お遍路めぐりをしていると時々先達さん、と思われる方に遭遇することがあります。
とはいえ人数が少ないため殆ど見かけず、私もそれらしき方を見かけたのは2回ほどだけでした。
お札を入れたところを直接見ていなかったので断定できたわけではありませんが、格好や見た目、年齢からして、いかにも慣れているなというオーラが出ているためです。
因みに、お遍路めぐりをする際に、回った回数によって使うお札の色が違いますが、先達さんと呼ばれる方は、色が付いている札を使うので訪れたことが分かります。
本堂などのお札入れを見ると、赤金銀などのお札が入っていることがあり、これだけで数十回回っていると言うことが分かるでしょう。
今回はこの先達さんについてはもちろんですが、似たような方についても解説していきます。
先達さんの実際
先達さんとは、何十回も回っているお遍路さんに敬意を表わした呼び方ですが、職業としている方も存在します。
体が不自由だったり、何らかの理由がある方は自分でお遍路めぐりをすることが出来ません。
では、諦めなさいというのは、あまりにも酷い話ですし、弘法大師様の性格も疑ってしまいます。
これを解消するため、お金をもらって代わりにめぐる人のことを職業お遍路と呼んでいます。
昔は多く存在しましたが、今でも数は少ないながら活動している方もいます。
純粋に自分のためにお遍路めぐりをし、托鉢(各家を回りお金や食べ物を与えてもらう)をしながら回っている方もいると聞きます。
このように何度も回れる方は、凄いなと感心させられるでしょう。
似ているけど違う人たち
自分のため、人のためにめぐっているお遍路さんがいる一方で、違う人たちがいます。
以下に挙げますが、ちょっとニュアンスが異なるようです。
エンドレスお遍路
人にはいろいろな事情がありますし、長い人生を生きていれば仕方が無いことだと思います。
いろんな事情を抱えながら、家族の元に帰れなかったりして、自分一人で生きていくことを決め一生めぐっている人もいると聞きます。
そのような方をエンドレスお遍路と呼びますが、文字通り死ぬまで回るのでしょう。
場合によっては、誰にも看取られないことも覚悟しているのかもしれません。
ホームレスお遍路
いろんな地域の橋の下などに住んでいる(?)ホームレスさんのお遍路版です。
文字通りホームレス生活を送り、寝泊りする場所を移動しながら、札所をめぐって生活しています。

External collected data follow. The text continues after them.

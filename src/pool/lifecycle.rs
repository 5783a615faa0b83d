use crate::error::FactoryError;

/// Lifecycle hooks for a type that lives in a [`Pool`](super::Pool).
///
/// An instance is constructed once, then bounces between active and
/// inactive for as long as the pool lives:
///
/// ```text
/// Uninitialized --on_create--> Active <--on_activate / on_deactivate--> Inactive
/// ```
pub trait Poolable {
    /// Data needed to (re)place an instance when it is spawned.
    type Params;

    /// One-time construction work. Runs exactly once per underlying instance.
    fn on_create(&mut self) {}

    /// Runs on every spawn, fresh or recycled. Must fully reset observable state.
    fn on_activate(&mut self, params: &Self::Params);

    /// Runs on every release.
    fn on_deactivate(&mut self) {}
}

/// Builds a brand-new instance on a free-list miss.
///
/// `parent` is the pool's owning context, if it has one.
pub trait Factory<T: Poolable, C> {
    fn create(&mut self, params: &T::Params, parent: Option<&C>) -> Result<T, FactoryError>;
}

impl<T, C, F> Factory<T, C> for F
where
    T: Poolable,
    F: FnMut(&T::Params, Option<&C>) -> Result<T, FactoryError>,
{
    fn create(&mut self, params: &T::Params, parent: Option<&C>) -> Result<T, FactoryError> {
        self(params, parent)
    }
}
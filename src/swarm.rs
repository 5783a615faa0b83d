use glam::{Quat, Vec3};

use spawnpool::{Placement, Pool, PoolError, PoolStats, Poolable, Pooled};

use crate::timer::{PoolPhase, SpawnTimers};

/// Walking speed for a 1.0-size cat (pixels/second).
const WALK_SPEED: f32 = 60.0;
/// Seconds a cat stays out before heading back to the den.
const CAT_LIFETIME: f32 = 4.0;
/// Screen-edge margin so cats stay visible.
const MARGIN: f32 = 8.0;

/// Owning context for every cat the pool builds.
#[derive(Debug, Clone)]
pub struct Den {
    pub name: String,
}

/// A short-lived wandering cat. Building one (name, coat) is the expensive part.
#[derive(Debug)]
pub struct Cat {
    pub name: String,
    pub color: u32,
    pub size: f32,
    pub den: Option<String>,
    pub pos: Vec3,
    pub vel: Vec3,
    pub lifetime: f32,
    /// Number of times this cat has been spawned.
    pub outings: u32,
}

impl Cat {
    fn new(rng: &mut fastrand::Rng, den: Option<&Den>) -> Self {
        Self {
            name: generate_cat_name(rng),
            color: random_cat_color(rng),
            size: 0.6 + rng.f32() * 0.8, // 0.6x to 1.4x
            den: den.map(|d| d.name.clone()),
            pos: Vec3::ZERO,
            vel: Vec3::ZERO,
            lifetime: 0.0,
            outings: 0,
        }
    }

    pub fn expired(&self) -> bool {
        self.lifetime <= 0.0
    }
}

impl Poolable for Cat {
    type Params = Placement;

    fn on_create(&mut self) {
        log::trace!("{} ({:08x}) moved into {:?}", self.name, self.color, self.den);
    }

    fn on_activate(&mut self, placement: &Placement) {
        self.pos = placement.position;
        // Bigger cats amble.
        self.vel = placement.rotation * Vec3::X * (WALK_SPEED / self.size);
        self.lifetime = CAT_LIFETIME;
        self.outings += 1;
    }

    fn on_deactivate(&mut self) {
        self.vel = Vec3::ZERO;
        self.lifetime = 0.0;
    }
}

/// Pool-backed crowd of cats: spawn, wander, go home, repeat.
pub struct Swarm {
    pool: Pool<Cat, Den>,
    cats: Vec<Pooled<Cat>>,
    rng: fastrand::Rng,
    pub timers: SpawnTimers,
    screen_w: f32,
    screen_h: f32,
}

impl Swarm {
    pub fn new(den: Den, seed: u64, screen_w: f32, screen_h: f32) -> Self {
        let mut factory_rng = fastrand::Rng::with_seed(seed);
        let pool: Pool<Cat, Den> = Pool::new(
            move |_placement: &Placement, den: Option<&Den>| Ok(Cat::new(&mut factory_rng, den)),
            Some(den),
        );
        Self {
            pool,
            cats: Vec::new(),
            rng: fastrand::Rng::with_seed(seed.wrapping_add(1)),
            timers: SpawnTimers::new(),
            screen_w,
            screen_h,
        }
    }

    /// Spawn `count` cats at random spots with random headings.
    pub fn spawn_cats(&mut self, count: usize) -> Result<(), PoolError> {
        for _ in 0..count {
            let pos = Vec3::new(
                self.rng.f32() * self.screen_w,
                self.rng.f32() * self.screen_h,
                0.0,
            );
            let heading = Quat::from_rotation_z(self.rng.f32() * std::f32::consts::TAU);

            self.timers.begin();
            let cat = self.pool.spawn_at_rotated(pos, heading)?;
            self.timers.end(PoolPhase::Spawn);

            self.cats.push(cat);
        }
        Ok(())
    }

    /// Move, age, and send expired cats back to the pool.
    pub fn update(&mut self, dt: f32) -> Result<(), PoolError> {
        let mut i = 0;
        while i < self.cats.len() {
            let cat: &mut Cat = &mut self.cats[i];
            cat.pos += cat.vel * dt;
            cat.pos.x = cat.pos.x.clamp(MARGIN, self.screen_w - MARGIN);
            cat.pos.y = cat.pos.y.clamp(MARGIN, self.screen_h - MARGIN);
            cat.lifetime -= dt;

            if cat.expired() {
                let cat = self.cats.swap_remove(i);
                self.timers.begin();
                self.pool.release(cat)?;
                self.timers.end(PoolPhase::Release);
            } else {
                i += 1;
            }
        }
        Ok(())
    }

    /// Cats currently out.
    pub fn count(&self) -> usize {
        self.cats.len()
    }

    pub fn stats(&self) -> PoolStats {
        self.pool.stats()
    }
}

/// Generate a procedural cat name from name parts.
fn generate_cat_name(rng: &mut fastrand::Rng) -> String {
    const PREFIXES: &[&str] = &["", "", "", "Sir ", "Lady ", "Captain ", "Dr. ", "Little "];
    const NAMES: &[&str] = &[
        "Whiskers", "Mittens", "Shadow", "Luna", "Mochi", "Noodle", "Biscuit", "Pepper",
        "Ginger", "Oreo", "Tofu", "Pickles", "Nugget", "Waffles", "Pixel", "Widget",
    ];
    format!(
        "{}{}",
        PREFIXES[rng.usize(0..PREFIXES.len())],
        NAMES[rng.usize(0..NAMES.len())],
    )
}

/// Random cat-ish coat color, RGBA packed.
fn random_cat_color(rng: &mut fastrand::Rng) -> u32 {
    let palette: &[[u8; 3]] = &[
        [255, 165, 50],  // orange tabby
        [80, 80, 80],    // gray
        [30, 30, 30],    // black
        [240, 240, 235], // white
        [255, 200, 150], // cream
    ];
    let [r, g, b] = palette[rng.usize(0..palette.len())];
    (r as u32) << 24 | (g as u32) << 16 | (b as u32) << 8 | 0xFF
}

四国には無料のお遍路宿が点在しますが、場所によってはホームレスお遍路のたまり場になっていることもあります。
殆どは大人しく暮らしている方だとは思いますが、一部は縄張り意識を持っているため、他人を排除しようとしたり、寄せ付けない雰囲気を出したりします。
一度だけ見ましたが、見た目は普通のお遍路さんですが、ゴミを漁っているのを見てドキっとしたことがあります。
そそくさと、避けるようにして逃げた記憶がありますが、近寄りがたい感があります。
触らぬ神に祟り無しでしょうか。
指名手配お遍路
四国はお遍路文化が根付いているためか、お遍路の格好をしていると誰からと無くお接待を受けることが多々あります。
見ず知らずの人に対して警戒心が無いのを危惧すると同時に、とてもありがたく感じる瞬間でもあるでしょう。
と普通のお遍路さんは、ありがたいと感じますが、これを逆手に取る人もいます。
去年、拘留されている警察署から逃げて、途中の道の駅で万引きをし捕まった人がいましたが、いかにも旅をしている格好で移動していました。
それだけなら、やましいことをしたのだから逃げていると思えますが、よりによって四国でお遍路の格好をしていたようです。
犯罪者がお遍路めぐりをしているように見せかけ、隠れ蓑に使っているという事実も明らかになったわけですが、いろんな人からお接待を受けていたようです。
当然ながら、騙された気持ちで一杯で、詫びを入れに来いと怒っている方もいました。
ただ、この一件で、四国を回っているお遍路さんを同じような目で見ないか、ちょっと心配です。
お接待も四国ならではの文化ですし、人のありがたさを知る機会でもあったので、このようなことに利用されるとお遍路文化も衰退する可能性もあります。
お遍路する人は全て善人とは限りませんが、四国の文化としては残ってほしいと願います。